Baruth/Kassel. At over 470 kilometers, the OPAL natural gas pipeline is the longest construction site in Germany. On its way from the Baltic Sea coast near Greifswald to the Czech Republic, the pipeline will also cross through the former site of the Battle of Halbe in Brandenburg. Tens of thousands lost their lives here at the end of the Second World War - civilians fleeing from the bitter fighting in Berlin as well as German and Russian soldiers.

Members of the Russian army who are currently visiting Germany on an initiative of the German War Graves Commission (Volksbund Deutsche Kriegsgräberfürsorge) visited the construction work of the German-Russian long-distance pipeline project today at the former battle site south of Berlin. The WINGAS Group signed a cooperation agreement with the Commission for the construction of the pipeline.

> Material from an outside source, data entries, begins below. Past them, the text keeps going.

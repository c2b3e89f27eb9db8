//! Search filter builder.
//!
//! Produces expressions in the backend's filter dialect: `=` for exact
//! match, `~` for substring match, `>=`/`<` for ordering, `&&`/`||` for
//! boolean composition, and double-quoted string literals.
//!
//! Closed enumerations (category, type, status) are matched with `=`.
//! Open text (country, topic, city, state, free-text queries) is matched
//! with `~`. Mixing the two up either under-matches free text or lets one
//! category bleed into another that shares a substring.

use crate::id::RecordId;
use crate::models::{BlogCategory, EventCategory, EventType};
use chrono::{Datelike, NaiveDate};
use std::fmt;
use std::str::FromStr;

/// Value that disables a filter dimension, compared case-insensitively.
pub const ALL_SENTINEL: &str = "all";

/// Fields searched by the free-text event query.
pub const EVENT_TEXT_FIELDS: [&str; 3] = ["event_name", "event_topic", "organizing_society"];

/// Fields searched by the free-text blog query.
pub const BLOG_TEXT_FIELDS: [&str; 4] = ["title", "content", "tags", "category"];

/// Comparison operator.
#[derive(Debug, Clone, Copy, PartialEq, Eq)]
pub enum Op {
    /// Exact match.
    Eq,
    /// Substring match.
    Contains,
    /// Greater than or equal.
    Gte,
    /// Strictly less than.
    Lt,
}

impl Op {
    /// Operator token in the filter dialect.
    #[must_use]
    pub const fn as_str(&self) -> &'static str {
        match self {
            Self::Eq => "=",
            Self::Contains => "~",
            Self::Gte => ">=",
            Self::Lt => "<",
        }
    }
}

/// Quote `value` as a filter string literal, escaping `\` and `"`.
///
/// # Examples
///
/// ```
/// # use conference_alert_core::filter::quote;
/// assert_eq!(quote("Mumbai"), r#""Mumbai""#);
/// assert_eq!(quote(r#"say "hi""#), r#""say \"hi\"""#);
/// ```
#[must_use]
pub fn quote(value: &str) -> String {
    let mut quoted = String::with_capacity(value.len() + 2);
    quoted.push('"');
    for c in value.chars() {
        if c == '"' || c == '\\' {
            quoted.push('\\');
        }
        quoted.push(c);
    }
    quoted.push('"');
    quoted
}

/// A conjunction of predicates.
///
/// Predicates with a blank value are skipped rather than emitted as a
/// match against the empty string.
///
/// # Examples
///
/// ```
/// # use conference_alert_core::filter::Filter;
/// let filter = Filter::new()
///     .eq("status", "accepted")
///     .contains("city", "")
///     .contains("country", "India");
/// assert_eq!(filter.to_string(), r#"status = "accepted" && country ~ "India""#);
/// ```
#[derive(Debug, Clone, Default, PartialEq, Eq)]
pub struct Filter {
    clauses: Vec<String>,
}

impl Filter {
    /// An empty filter, matching everything.
    #[must_use]
    pub const fn new() -> Self {
        Self { clauses: Vec::new() }
    }

    /// Append `field <op> "value"` unless `value` is blank.
    #[must_use]
    pub fn predicate(mut self, field: &str, op: Op, value: &str) -> Self {
        if !value.trim().is_empty() {
            self.clauses.push(format!("{field} {} {}", op.as_str(), quote(value)));
        }
        self
    }

    /// Exact match.
    #[must_use]
    pub fn eq(self, field: &str, value: &str) -> Self {
        self.predicate(field, Op::Eq, value)
    }

    /// Substring match.
    #[must_use]
    pub fn contains(self, field: &str, value: &str) -> Self {
        self.predicate(field, Op::Contains, value)
    }

    /// Lower bound, inclusive.
    #[must_use]
    pub fn gte(self, field: &str, value: &str) -> Self {
        self.predicate(field, Op::Gte, value)
    }

    /// Upper bound, exclusive.
    #[must_use]
    pub fn lt(self, field: &str, value: &str) -> Self {
        self.predicate(field, Op::Lt, value)
    }

    /// Append `(a ~ "term" || b ~ "term" || ...)` unless `term` is blank.
    #[must_use]
    pub fn any_contains(mut self, fields: &[&str], term: &str) -> Self {
        if !term.trim().is_empty() && !fields.is_empty() {
            let literal = quote(term);
            let alternatives: Vec<String> = fields
                .iter()
                .map(|field| format!("{field} ~ {literal}"))
                .collect();
            self.clauses.push(format!("({})", alternatives.join(" || ")));
        }
        self
    }

    /// Conjoin another filter's predicates after this one's.
    #[must_use]
    pub fn and(mut self, other: Self) -> Self {
        self.clauses.extend(other.clauses);
        self
    }

    /// Returns `true` if no predicate has been added.
    #[must_use]
    pub fn is_empty(&self) -> bool {
        self.clauses.is_empty()
    }

    /// Render the expression.
    #[must_use]
    pub fn build(&self) -> String {
        self.clauses.join(" && ")
    }
}

impl fmt::Display for Filter {
    fn fmt(&self, f: &mut fmt::Formatter<'_>) -> fmt::Result {
        f.write_str(&self.build())
    }
}

/// Which event field a search term is matched against.
#[derive(Debug, Clone, Copy, Default, PartialEq, Eq, Hash)]
pub enum SearchType {
    /// Exact match on `event_category`.
    #[default]
    Category,
    /// Substring match on `event_topic`.
    Topic,
    /// Substring match on `city`.
    City,
    /// Substring match on `state_or_province`.
    State,
}

impl SearchType {
    /// Route segment for this search type.
    #[must_use]
    pub const fn as_str(&self) -> &'static str {
        match self {
            Self::Category => "category",
            Self::Topic => "topic",
            Self::City => "city",
            Self::State => "state",
        }
    }

    /// Parse a route segment, defaulting to [`SearchType::Category`].
    #[must_use]
    pub fn parse_lenient(raw: &str) -> Self {
        raw.parse().unwrap_or_default()
    }

    fn predicate(self, filter: Filter, term: &str) -> Filter {
        match self {
            Self::Category => filter.eq("event_category", term),
            Self::Topic => filter.contains("event_topic", term),
            Self::City => filter.contains("city", term),
            Self::State => filter.contains("state_or_province", term),
        }
    }
}

impl fmt::Display for SearchType {
    fn fmt(&self, f: &mut fmt::Formatter<'_>) -> fmt::Result {
        f.write_str(self.as_str())
    }
}

impl FromStr for SearchType {
    type Err = crate::error::CoreError;

    fn from_str(s: &str) -> Result<Self, Self::Err> {
        match s.to_lowercase().as_str() {
            "category" => Ok(Self::Category),
            "topic" => Ok(Self::Topic),
            "city" => Ok(Self::City),
            "state" => Ok(Self::State),
            _ => Err(crate::error::CoreError::UnknownVariant {
                kind: "search type",
                value: s.to_string(),
            }),
        }
    }
}

/// Trim `value` and drop it if blank or the `all` sentinel.
#[must_use]
pub fn meaningful(value: &str) -> Option<&str> {
    let value = value.trim();
    if value.is_empty() || value.eq_ignore_ascii_case(ALL_SENTINEL) {
        None
    } else {
        Some(value)
    }
}

/// Predicate restricting events to publicly listed ones.
#[must_use]
pub fn accepted_events() -> Filter {
    Filter::new().eq("status", "accepted")
}

/// Predicate restricting blog posts to published ones.
#[must_use]
pub fn published_blogs() -> Filter {
    Filter::new().eq("status", "published")
}

/// Build the event search filter for a country and a typed search term.
///
/// Always starts with `status = "accepted"`, then the country predicate,
/// then the term predicate. Blank or `all` inputs are omitted.
///
/// # Examples
///
/// ```
/// # use conference_alert_core::filter::{build_search_filter, SearchType};
/// assert_eq!(build_search_filter("all", "all", SearchType::Category), r#"status = "accepted""#);
/// assert_eq!(
///     build_search_filter("all", "Mumbai", SearchType::City),
///     r#"status = "accepted" && city ~ "Mumbai""#,
/// );
/// ```
#[must_use]
pub fn build_search_filter(country: &str, term: &str, search_type: SearchType) -> String {
    SearchCriteria::new()
        .country(country)
        .term(term, search_type)
        .to_filter()
        .build()
}

/// Full set of event search selections.
///
/// Predicates are emitted in a fixed order: status, country, term,
/// start-date window, event type, category, free-text query.
#[derive(Debug, Clone, Default, PartialEq, Eq)]
pub struct SearchCriteria {
    /// Country, substring matched.
    pub country: Option<String>,
    /// Search term, matched according to `search_type`.
    pub term: Option<String>,
    /// How `term` is matched.
    pub search_type: SearchType,
    /// Exact event type.
    pub event_type: Option<EventType>,
    /// Exact category, independent of `term`.
    pub category: Option<EventCategory>,
    /// Free text over name, topic and organizer.
    pub query: Option<String>,
    /// Earliest start date, inclusive.
    pub starts_from: Option<NaiveDate>,
    /// Latest start date, exclusive.
    pub starts_before: Option<NaiveDate>,
}

impl SearchCriteria {
    /// No selections: every accepted event.
    #[must_use]
    pub fn new() -> Self {
        Self::default()
    }

    /// Restrict by country. Blank or `all` clears the restriction.
    #[must_use]
    pub fn country(mut self, country: &str) -> Self {
        self.country = meaningful(country).map(ToString::to_string);
        self
    }

    /// Restrict by a typed term. Blank or `all` clears the restriction.
    #[must_use]
    pub fn term(mut self, term: &str, search_type: SearchType) -> Self {
        self.term = meaningful(term).map(ToString::to_string);
        self.search_type = search_type;
        self
    }

    /// Restrict by event type.
    #[must_use]
    pub const fn event_type(mut self, event_type: Option<EventType>) -> Self {
        self.event_type = event_type;
        self
    }

    /// Restrict by category.
    #[must_use]
    pub const fn category(mut self, category: Option<EventCategory>) -> Self {
        self.category = category;
        self
    }

    /// Free-text query. Blank clears it.
    #[must_use]
    pub fn query(mut self, query: &str) -> Self {
        let query = query.trim();
        self.query = (!query.is_empty()).then(|| query.to_string());
        self
    }

    /// Events starting in `[from, before)`.
    #[must_use]
    pub const fn starting_between(mut self, from: Option<NaiveDate>, before: Option<NaiveDate>) -> Self {
        self.starts_from = from;
        self.starts_before = before;
        self
    }

    /// Render as a filter.
    #[must_use]
    pub fn to_filter(&self) -> Filter {
        let mut filter = accepted_events();

        if let Some(country) = &self.country {
            filter = filter.contains("country", country);
        }
        if let Some(term) = &self.term {
            filter = self.search_type.predicate(filter, term);
        }
        if let Some(from) = self.starts_from {
            filter = filter.gte("event_start_date", &date_literal(from));
        }
        if let Some(before) = self.starts_before {
            filter = filter.lt("event_start_date", &date_literal(before));
        }
        if let Some(event_type) = self.event_type {
            filter = filter.eq("event_type", event_type.as_str());
        }
        if let Some(category) = self.category {
            filter = filter.eq("event_category", category.as_str());
        }
        if let Some(query) = &self.query {
            filter = filter.any_contains(&EVENT_TEXT_FIELDS, query);
        }

        filter
    }
}

/// Midnight UTC of `date` in the backend's datetime layout.
#[must_use]
pub fn date_literal(date: NaiveDate) -> String {
    format!("{:04}-{:02}-{:02} 00:00:00.000Z", date.year(), date.month(), date.day())
}

/// Accepted events starting on or after `today`.
#[must_use]
pub fn upcoming_filter(today: NaiveDate) -> Filter {
    SearchCriteria::new()
        .starting_between(Some(today), None)
        .to_filter()
}

/// Events submitted by `user_id`, whatever their status.
#[must_use]
pub fn user_events_filter(user_id: &RecordId) -> Filter {
    Filter::new().eq("submitted_by", user_id.as_str())
}

/// Blog listing selection.
///
/// When several selections are active the most specific wins:
/// free-text search, then category, then tag.
#[derive(Debug, Clone, Default, PartialEq, Eq)]
pub enum BlogQuery {
    /// Every published post.
    #[default]
    All,
    /// Substring search over title, content, tags and category.
    Search(String),
    /// Exact category.
    Category(BlogCategory),
    /// Substring match on tags.
    Tag(String),
}

impl BlogQuery {
    /// Resolve UI selections into a single query.
    #[must_use]
    pub fn from_selection(search: &str, category: Option<BlogCategory>, tag: &str) -> Self {
        if let Some(search) = (!search.trim().is_empty()).then(|| search.trim()) {
            Self::Search(search.to_string())
        } else if let Some(category) = category {
            Self::Category(category)
        } else if let Some(tag) = meaningful(tag) {
            Self::Tag(tag.to_string())
        } else {
            Self::All
        }
    }

    /// Render as a filter scoped to published posts.
    #[must_use]
    pub fn to_filter(&self) -> Filter {
        let filter = published_blogs();
        match self {
            Self::All => filter,
            Self::Search(term) => filter.any_contains(&BLOG_TEXT_FIELDS, term),
            Self::Category(category) => filter.eq("category", category.as_str()),
            Self::Tag(tag) => filter.contains("tags", tag),
        }
    }
}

“The natural gas will have travelled for about five days and covered a good 3,000 kilometers by the time it has finished its journey from the large Russian natural gas fields in Siberia through the Nord Stream Baltic Sea pipeline to the region round Berlin-Brandenburg when the pipeline comes on stream in October 2011,” Bernd Vogel, Managing Director of OPAL NEL TRANSPORT GmbH, explained at the construction site at Baruth (Teltow-Fläming district). The company is part of the WINGAS Group and will perform the tasks of network operator for OPAL. This pipeline will connect the Nord Stream natural gas pipeline with the European gas pipeline system. With an annual transport capacity of 36 billion cubic meters and a diameter of 1.4 meters, OPAL is the largest natural gas pipeline to be laid in Europe. The delegation from the Russian army were able to see first-hand at the pipeline construction site what is involved in transporting the Russian natural gas to Germany and where it will go from there.

To this day, the majority of the human remains and a vast quantity of munitions and scrap left over from the war lie undiscovered in the region’s forests.

“For us, the laying of the natural gas pipeline is also an opportunity to recover numerous human remains of Russian and German war victims. If we find clues on the identification of the remains, we will also unravel the personal fates of the victims,” Reinhard Führer, President of the German War Graves Commission, explained. Since the start of January several experts on the transfer of human remains from the Commission have been available on stand-by. If the munitions salvage team on the 36-meter wide right-of-way finds signs of human skeletons, they will inform these experts so that they can recover the remains. If the human remains belong to war victims, they will be transferred to the war cemeteries in Lietzen, Halbe or Spremberg, where they will find their final resting place.

The soldiers of the 90th special search battalion from Mga (40 kilometers south-east of St. Petersburg) are currently on a 12-day exchange in Germany. During this time the delegation of the Russian army will maintain graves in Berlin and Brandenburg from the Second World War together with soldiers from the guard battalion at the Federal Ministry of Defense, and assist with the burial of those killed in action at the German war cemetery in Halbe and the Russian war cemetery in Lebus. These bilateral assignments of German and Russian soldiers have been taking place in both countries since 2007.

German soldiers were in Mga as recently as July this year. The main task of the battalion there is to look for the remains of fallen soldiers, as well as weapons and munitions, at the battle sites of the Second World War in the Russian Federation. For example, German soldiers restored the Soviet memorial at the Sinjavino Heights together with Russian soldiers as part of their work and buried the remains of Germans killed in action at the war cemetery in Sologubovka near St. Petersburg. 

The German War Graves Commission (Volksbund Deutsche Kriegsgräberfürsorge e. V.) is a humanitarian organization whose task is to register, maintain and care for the graves of German war dead abroad. It counsels relatives in questions relating to the maintenance of war graves, provides advice for public and private agencies, supports international cooperation in the field of war graves and promotes meetings between young people in cemeteries for those killed in wars.